In the Canadian health arena, filling the gaps and defining health inequities among women representing various groups is not just important but necessary. This paper provides an explanation of a critical evaluation of cisgender Indigenous women as a population that lives in cities and faces various health challenges in the Canadian nursing practice. This paper will attempt to unravel through a critical lens the complexities of social determinants of health rooted in history and defy the structure of society to gain the health forefront of the marginalized population. This report was prepared by going through the never-ending loop of barriers and inequity in healthcare and, as a result, the accrual of poor health results. Furthermore, the paper seeks to address this complexity proactively to get specific measures that facilitate the inclusivity of not only cis persons but also focus on transgender and non-binary people who also have gendered identities and unique healthcare needs. Finally, such an effort portends a multipronged and intersecting type of nursing practice that gives prominence to social justice, orientation to culture, and work on equity to curb health inequalities disadvantaged communities face.

Choosing a Specific Diverse Group

This paper will focus on the health experiences of cisgender Indigenous women living in urban settings in Canada. At the same time, it is established that poor health, along with a variety of health issues or problems, will remain among Indigenous people in both the reserve and urban settings; some unique challenges in the health of Indigenous people need focused attention. That is further compounded by the poor delivery of health care services, the increasing gap between the haves and the have-nots, and a feeling of cultural alienation faced by many Indigenous women who live in urban centers (Paul & Chouhan, 2020). It will, therefore, focus the inquiry through the lens of urban settings onto the unique intersectionality of challenges this population faces. It will be critical insight toward understanding multifaceted factors influencing their health and well-being. The reason for this is the fact that urban cisgender indigenous women are even more vulnerable in comparison to the rural setup. However, because of the diversity in their identity and existence, these women usually experience the intersectionality of their marginality, which includes gender-based discrimination, racial-ethnic stereotyping, and socioeconomic backwardness (Monchalin et al., 2019). This paper seeks to focus on the stories and experiences of these people while simultaneously bringing to light the compounding barriers they face in urban settings. Such focused examination will, in this case, hopefully enable the drawing of nuanced understandings regarding structural, systemic, and interpersonal influences shaping the health outcomes for urban-residing cisgender Indigenous women within the Canadian nursing context.

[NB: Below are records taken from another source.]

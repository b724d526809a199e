//! Simulated bridge backing the interactive binary.
//!
//! Behaves like a healthy service bridge with one supported pad attached.
//! When reporting starts, a background task replays a canned signature at
//! roughly pad rate so the whole capture pipeline can be exercised end to
//! end without hardware.

use std::sync::{Arc, Mutex};
use std::time::Duration;

use async_trait::async_trait;
use tokio::sync::mpsc;
use tracing::debug;

use sigpad_core::{DeviceCapability, DeviceDescriptor, InkThreshold, PenReport, PenSample};

use super::{
    BridgeError, DeviceBridge, DeviceSession, EncryptionHandler, InkingMode, PadInterface,
};

/// Interval between replayed pen reports (~200 Hz, the pad's report rate).
const REPORT_INTERVAL: Duration = Duration::from_millis(5);

struct SimulatedInterface {
    descriptor: DeviceDescriptor,
}

impl PadInterface for SimulatedInterface {
    fn descriptor(&self) -> &DeviceDescriptor {
        &self.descriptor
    }
}

/// A [`DeviceBridge`] with one synthetic pad permanently attached.
pub struct SimulatedBridge {
    device: DeviceDescriptor,
}

impl SimulatedBridge {
    pub fn new() -> Arc<Self> {
        Arc::new(Self {
            device: DeviceDescriptor {
                vendor_id: 0x056a,
                product_id: 0x00a8,
                name: "Simulated STU-540".to_string(),
            },
        })
    }
}

#[async_trait]
impl DeviceBridge for SimulatedBridge {
    async fn is_service_ready(&self) -> bool {
        true
    }

    async fn is_component_ready(&self) -> bool {
        true
    }

    async fn list_devices(&self) -> Result<Vec<DeviceDescriptor>, BridgeError> {
        Ok(vec![self.device.clone()])
    }

    async fn is_supported_device(&self, vendor_id: u16, product_id: u16) -> bool {
        (vendor_id, product_id) == (self.device.vendor_id, self.device.product_id)
    }

    async fn open_interface(
        &self,
        device: &DeviceDescriptor,
        _exclusive: bool,
    ) -> Result<Box<dyn PadInterface>, BridgeError> {
        Ok(Box::new(SimulatedInterface {
            descriptor: device.clone(),
        }))
    }

    async fn create_session(
        &self,
        interface: Box<dyn PadInterface>,
        _encryption: Option<Arc<dyn EncryptionHandler>>,
        _encryption2: Option<Arc<dyn EncryptionHandler>>,
    ) -> Result<Arc<dyn DeviceSession>, BridgeError> {
        debug!(device = %interface.descriptor().name, "simulated session created");
        Ok(Arc::new(SimulatedSession {
            playback: Mutex::new(None),
        }))
    }

    async fn reinitialize(&self) -> Result<(), BridgeError> {
        Ok(())
    }

    async fn close(&self) -> Result<(), BridgeError> {
        Ok(())
    }
}

struct SimulatedSession {
    playback: Mutex<Option<tokio::task::JoinHandle<()>>>,
}

#[async_trait]
impl DeviceSession for SimulatedSession {
    async fn capability(&self) -> Result<DeviceCapability, BridgeError> {
        Ok(DeviceCapability {
            max_x: 10800,
            max_y: 6480,
            screen_width: 800,
            screen_height: 480,
        })
    }

    async fn ink_threshold(&self) -> Result<InkThreshold, BridgeError> {
        Ok(InkThreshold {
            on_pressure_mark: 21,
            off_pressure_mark: 18,
        })
    }

    async fn set_clear_screen(&self) -> Result<(), BridgeError> {
        debug!("simulated pad: clear screen");
        Ok(())
    }

    async fn set_inking_mode(&self, mode: InkingMode) -> Result<(), BridgeError> {
        debug!(?mode, "simulated pad: inking mode");
        Ok(())
    }

    async fn start_reporting(&self) -> Result<mpsc::Receiver<PenReport>, BridgeError> {
        let (tx, rx) = mpsc::channel(64);

        let handle = tokio::spawn(async move {
            for report in canned_signature() {
                if tx.send(report).await.is_err() {
                    return; // subscriber gone
                }
                tokio::time::sleep(REPORT_INTERVAL).await;
            }
        });

        let mut playback = self.playback.lock().expect("lock poisoned");
        if let Some(previous) = playback.replace(handle) {
            previous.abort();
        }
        Ok(rx)
    }
}

impl Drop for SimulatedSession {
    fn drop(&mut self) {
        if let Some(handle) = self.playback.lock().expect("lock poisoned").take() {
            handle.abort();
        }
    }
}

/// A two-stroke looping scribble spanning most of the digitizer area.
fn canned_signature() -> Vec<PenReport> {
    let mut reports = Vec::new();
    let mut time = 0u32;
    let mut push = |x: u16, y: u16, pressure: u16, reports: &mut Vec<PenReport>| {
        reports.push(PenReport::TimeCountSequence {
            sample: PenSample {
                x,
                y,
                pressure,
                time,
            },
            sequence: time as u16,
        });
        time += 1;
    };

    // Stroke 1: a sine sweep left to right.
    for i in 0..200u32 {
        let x = 500 + i * 45;
        let y = 3200.0 + 1800.0 * (i as f64 / 18.0).sin();
        push(x as u16, y as u16, 320, &mut reports);
    }
    push(9500, 3200, 0, &mut reports);

    // Hover back to the start of the second stroke.
    push(2000, 4800, 0, &mut reports);

    // Stroke 2: a short underline.
    for i in 0..80u32 {
        push((2000 + i * 80) as u16, 4800, 280, &mut reports);
    }
    push(8400, 4800, 0, &mut reports);

    reports
}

Situating Myself concerning the Chosen Community

As a nursing professional, positionality reflection is critical in the chosen qualitative research within the community of cisgender indigenous women living in the city. All these lived experiences, though essential to display their experiences, may be quite different from mine. I will Centre on these lived experiences in the paper while taking and acknowledging the voices and perspectives of these women as paramount. I would apply cultural humility and reflexive practice to understand the always-existing power dynamics between the researcher and the researcher. This shows how I, as a non-Indigenous person, enjoy a privileged position, and this very fact has informed my understanding of health issues among Indigenous peoples. In the process, I self-reflect and am open to learning, seeking to walk through this with the utmost sensitivity and respect for the lived experience of cisgender Indigenous women living in an urban context to be researched. In so doing, this inquiry will need to be located within the much broader—historical and contemporary—problem of colonization and systemic racism in Canada. Even where such legibly drafted legislative objectives are absent, elements of a decolonizing agenda are dismantled in this document (Cannon et al., 2019). As a nursing professional committed to social justice and equity, I can never really see myself being able to practice my profession without diving deep into the pervasive impacts of colonization on Indigenous people’s health and well-being. I thus get to approach this topic with the most profound appreciation of the resilience and strength of urban dwelling and cisgender Indigenous women, understanding so well the kind of profound resilience that indeed they do show in the face of systematic oppression.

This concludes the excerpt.